[Collected data]
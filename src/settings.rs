//! Editor and engine preferences
//!
//! Persisted as JSON next to the patterns, separately from them.

use std::fs;
use std::path::Path;

use serde::{Deserialize, Serialize};

use crate::consts::RENDER_QUANTUM;

/// Editor/engine settings
#[derive(Debug, Clone, PartialEq, Serialize, Deserialize)]
#[serde(default)]
pub struct Settings {
    // === Editing ===
    /// Spokes of the snapping grid (0 disables angle snapping)
    pub angle_resolution: u32,
    /// Rings per unit length of the snapping grid (0 disables length snapping)
    pub distance_resolution: u32,
    /// Pick distance for handles and obstacles, in disk units
    pub capture_radius: f64,

    // === Audio ===
    /// Output sample rate the processor is created with
    pub sample_rate: f64,
    /// How often the processor reports its position, per second
    pub report_rate_hz: f64,
}

impl Default for Settings {
    fn default() -> Self {
        Self {
            angle_resolution: 64,
            distance_resolution: 24,
            capture_radius: 8.0 / 256.0,

            sample_rate: 48_000.0,
            report_rate_hz: 60.0,
        }
    }
}

impl Settings {
    /// Render blocks between two position reports, at least one
    pub fn report_interval_blocks(&self) -> u32 {
        let blocks = self.sample_rate / RENDER_QUANTUM as f64 / self.report_rate_hz;
        if blocks.is_finite() && blocks >= 1.0 {
            blocks.floor() as u32
        } else {
            1
        }
    }

    /// Load settings from `path`, falling back to defaults
    pub fn load(path: impl AsRef<Path>) -> Self {
        let path = path.as_ref();
        match fs::read_to_string(path) {
            Ok(json) => match serde_json::from_str(&json) {
                Ok(settings) => {
                    log::info!("Loaded settings from {}", path.display());
                    return settings;
                }
                Err(e) => log::warn!("Ignoring malformed settings {}: {}", path.display(), e),
            },
            Err(e) => log::debug!("No settings at {}: {}", path.display(), e),
        }

        log::info!("Using default settings");
        Self::default()
    }

    /// Save settings to `path`
    pub fn save(&self, path: impl AsRef<Path>) -> crate::Result<()> {
        let path = path.as_ref();
        fs::write(path, serde_json::to_string_pretty(self)?)?;
        log::info!("Settings saved to {}", path.display());
        Ok(())
    }
}

#[cfg(test)]
mod tests {
    use super::*;

    fn temp_path(name: &str) -> std::path::PathBuf {
        std::env::temp_dir().join(format!("radar-loop-{}-{}.json", name, std::process::id()))
    }

    #[test]
    fn test_report_interval() {
        let settings = Settings::default();
        // 48000 / 128 / 60 = 6.25
        assert_eq!(settings.report_interval_blocks(), 6);

        let slow = Settings {
            sample_rate: 1000.0,
            ..Settings::default()
        };
        assert_eq!(slow.report_interval_blocks(), 1);
    }

    #[test]
    fn test_save_and_load() {
        let path = temp_path("roundtrip");
        let settings = Settings {
            angle_resolution: 32,
            capture_radius: 0.05,
            ..Settings::default()
        };
        settings.save(&path).unwrap();
        assert_eq!(Settings::load(&path), settings);
        let _ = fs::remove_file(&path);
    }

    #[test]
    fn test_missing_or_partial_file() {
        assert_eq!(Settings::load(temp_path("missing")), Settings::default());

        let path = temp_path("partial");
        fs::write(&path, r#"{"angle_resolution": 16}"#).unwrap();
        let settings = Settings::load(&path);
        assert_eq!(settings.angle_resolution, 16);
        assert_eq!(settings.distance_resolution, 24);
        let _ = fs::remove_file(&path);
    }

    #[test]
    fn test_malformed_file_uses_defaults() {
        let path = temp_path("malformed");
        fs::write(&path, "not json").unwrap();
        assert_eq!(Settings::load(&path), Settings::default());
        let _ = fs::remove_file(&path);
    }
}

▸ Instructions for the task: Report each line in the preceding entries that holds the string "processor".

▸ Task result:
    /// Output sample rate the processor is created with
    /// How often the processor reports its position, per second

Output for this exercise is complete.